The connection to Lost comes in the title of the of the ninth episode of the third season, “Stranger in a Strange Land.” The episode is about Jack. The flashbacks find him in Phuket, Thailand, where he is, yes, a stranger in a strange land. On the island, Jack is still being held by the Others, but by the end of the episode, he seems to have joined them. We also learn that the tattoo Jack acquired in Phuket was gotten in violation of some mysterious taboos and says, “He walks among us, but he is not one of us.” In every way, we see Jack as stranger in strange lands.
We knew that though. The most interesting connection between Heinlein’s novel and Lost is in what it suggests about the Others. Minus the cannibalism and sex, the Others seem to have a quasi-religious cult based on attaining happiness, spiritual completion and possibly, teleportation, mind reading, projection and immortality. No wonder they seem so happy on the island.
Lost, as it it wont to do, turns the dynamic on its head, when the stranger in a strange land is not the man bringing the new and better way to live to humanity, but rather Jack, who seems to represent everything the Others are trying to escape in the real world. The question, then, becomes, will Jack drink the Kool-Aide? Based on the end of last week’s episode (“Par Avion”) it looks like he might have, making him no different from Heinlein’s Ben Caxton, the earthly cynic who joined Mike Smith’s Church of All Worlds and within forty-eight hours found a better way to live.

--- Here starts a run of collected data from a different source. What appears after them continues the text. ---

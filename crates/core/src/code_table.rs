//! Symbol → code assignment from a finished tree.
//!
//! A code is the root-to-leaf path: `0` for every step left, `1` for every
//! step right. Only leaves carry symbols, so the codes are prefix-free.
//!
//! When the root is itself a leaf the lone symbol gets the code `0`.

use std::collections::HashMap;

use crate::bitio::BitString;
use crate::error::{HuffmanError, Result};
use crate::frequency::FrequencyTable;
use crate::tree::{HuffmanTree, Node, NodeId};

/// Forward (symbol → code) and inverse (code → symbol) code maps.
#[derive(Debug, Clone)]
pub struct CodeTable {
    codes: Vec<Option<BitString>>,
    symbols: HashMap<BitString, u8>,
}

impl CodeTable {
    /// Walk `tree` and record the path to every leaf.
    pub fn from_tree(tree: &HuffmanTree) -> Self {
        let mut table = Self {
            codes: vec![None; 256],
            symbols: HashMap::new(),
        };

        if let Some(&Node::Leaf { symbol, .. }) = tree.node(tree.root()) {
            table.insert(symbol, BitString::from_iter([false]));
            return table;
        }

        let mut stack: Vec<(NodeId, BitString)> = vec![(tree.root(), BitString::new())];
        while let Some((id, path)) = stack.pop() {
            match tree.node(id) {
                Some(&Node::Leaf { symbol, .. }) => table.insert(symbol, path),
                Some(&Node::Internal { left, right, .. }) => {
                    let mut right_path = path.clone();
                    right_path.push(true);
                    let mut left_path = path;
                    left_path.push(false);
                    stack.push((right, right_path));
                    stack.push((left, left_path));
                }
                None => {}
            }
        }
        table
    }

    fn insert(&mut self, symbol: u8, code: BitString) {
        self.symbols.insert(code.clone(), symbol);
        self.codes[symbol as usize] = Some(code);
    }

    /// Code assigned to `symbol`, if it occurs in the tree.
    pub fn code(&self, symbol: u8) -> Option<&BitString> {
        self.codes[symbol as usize].as_ref()
    }

    /// Symbol whose code is exactly `code`.
    pub fn symbol(&self, code: &BitString) -> Option<u8> {
        self.symbols.get(code).copied()
    }

    /// Number of coded symbols.
    pub fn len(&self) -> usize {
        self.symbols.len()
    }

    pub fn is_empty(&self) -> bool {
        self.symbols.is_empty()
    }

    /// `(symbol, code)` pairs in ascending symbol order.
    pub fn iter(&self) -> impl Iterator<Item = (u8, &BitString)> + '_ {
        self.codes
            .iter()
            .enumerate()
            .filter_map(|(symbol, code)| code.as_ref().map(|code| (symbol as u8, code)))
    }

    /// Returns true if no code is a proper prefix of another.
    pub fn is_prefix_free(&self) -> bool {
        let codes: Vec<&BitString> = self.iter().map(|(_, code)| code).collect();
        codes.iter().enumerate().all(|(i, a)| {
            codes
                .iter()
                .enumerate()
                .all(|(j, b)| i == j || !a.is_prefix_of(b))
        })
    }

    /// Payload length in bits for an input with these frequencies.
    pub fn encoded_len(&self, freqs: &FrequencyTable) -> u64 {
        freqs
            .iter()
            .map(|(symbol, count)| count * self.code(symbol).map_or(0, |c| c.len() as u64))
            .sum()
    }

    /// Concatenate the codes of every symbol in `data`.
    ///
    /// # Errors
    /// `HuffmanError::UnknownSymbol` for the first symbol without a code.
    pub fn encode(&self, data: &[u8]) -> Result<BitString> {
        let mut out = BitString::with_capacity(data.len() * 2);
        for (position, &symbol) in data.iter().enumerate() {
            let code = self
                .code(symbol)
                .ok_or(HuffmanError::UnknownSymbol { symbol, position })?;
            out.extend_from(code);
        }
        Ok(out)
    }
}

Of course, the title may have nothing to do with Heinlein’s book, Instead, it could be a reference to the Iron Maiden song, which is found on their Somewhere in Time album. That’s interesting enough when you consider that lately Lost has been playing up the question of whether or not the Oceanic 815 surviviors are lost somewhere in time. Some of the lyrics, which seem to tell of an Arctic explorer losing his way and dying, also bear a striking resemblance to certain issues of Lost:
Night and day I scan horizon sea and sky
My spirit wanders endlessly
Until the day will dawn and friends from home discover why
Hear me calling rescue me
Set me free, set me free
Lost in this place and leave no traceStranger in a strange land
Land of ice and snow
Trapped inside this prison
Lost and far from home
Strange how often a show about a tropical island has so many references to things Arctic, but there it is. The lyrics also speak of being gone for 100 years. I don’t know if we should start a Lost listening list, but the music and songs featured on the show are probably as meaningful as the books.

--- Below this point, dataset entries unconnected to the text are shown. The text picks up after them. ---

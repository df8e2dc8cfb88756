//! Symbol frequency counting.
//!
//! A single pass over the input fills a 256-entry count table and records the
//! order in which each distinct symbol first appeared. That order seeds the
//! priority queue, which keeps tree construction reproducible.

/// Occurrence counts for every byte value seen in an input.
#[derive(Debug, Clone)]
pub struct FrequencyTable {
    counts: [u64; 256],
    /// Distinct symbols in first-occurrence order
    order: Vec<u8>,
}

impl FrequencyTable {
    /// Count every symbol of `data` in one pass.
    pub fn from_bytes(data: &[u8]) -> Self {
        let mut counts = [0u64; 256];
        let mut order = Vec::new();
        for &byte in data {
            let count = &mut counts[byte as usize];
            if *count == 0 {
                order.push(byte);
            }
            *count += 1;
        }
        Self { counts, order }
    }

    /// Count of `symbol` (0 if it never occurred).
    pub fn get(&self, symbol: u8) -> u64 {
        self.counts[symbol as usize]
    }

    /// Iterate `(symbol, count)` pairs in first-occurrence order.
    pub fn iter(&self) -> impl Iterator<Item = (u8, u64)> + '_ {
        self.order
            .iter()
            .map(move |&symbol| (symbol, self.counts[symbol as usize]))
    }

    /// Number of distinct symbols.
    pub fn distinct(&self) -> usize {
        self.order.len()
    }

    /// Sum of all counts, i.e. the input length in symbols.
    pub fn total(&self) -> u64 {
        self.iter().map(|(_, count)| count).sum()
    }

    pub fn is_empty(&self) -> bool {
        self.order.is_empty()
    }
}

#[cfg(test)]
mod tests {
    use super::*;

    #[test]
    fn test_abracadabra_counts() {
        let table = FrequencyTable::from_bytes(b"abracadabra");
        let pairs: Vec<_> = table.iter().collect();
        assert_eq!(
            pairs,
            vec![(b'a', 5), (b'b', 2), (b'r', 2), (b'c', 1), (b'd', 1)]
        );
        assert_eq!(table.distinct(), 5);
        assert_eq!(table.total(), 11);
        assert_eq!(table.get(b'z'), 0);
    }

    #[test]
    fn test_empty_input() {
        let table = FrequencyTable::from_bytes(b"");
        assert!(table.is_empty());
        assert_eq!(table.total(), 0);
        assert_eq!(table.iter().count(), 0);
    }

    #[test]
    fn test_first_occurrence_order_ignores_count() {
        let table = FrequencyTable::from_bytes(b"zyyxxx");
        let symbols: Vec<u8> = table.iter().map(|(s, _)| s).collect();
        assert_eq!(symbols, b"zyx".to_vec());
    }

    #[test]
    fn test_all_byte_values() {
        let data: Vec<u8> = (0..=255).collect();
        let table = FrequencyTable::from_bytes(&data);
        assert_eq!(table.distinct(), 256);
        assert!(table.iter().all(|(_, count)| count == 1));
    }
}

The last connection is biblical. “Stranger in a strange land” is a quote from that classic book about escape, Exodus 2:22: “And she bare him a son, and he called his name Gershom: for he said, I have been a stranger in a strange land.” Lost also references the Bible quite a bit, and this could be another instance of that.
So there it is: Stranger in a Strange Land, be it book, Bible or Iron Maiden tune, there are as many clues and suggestions as one cares to find.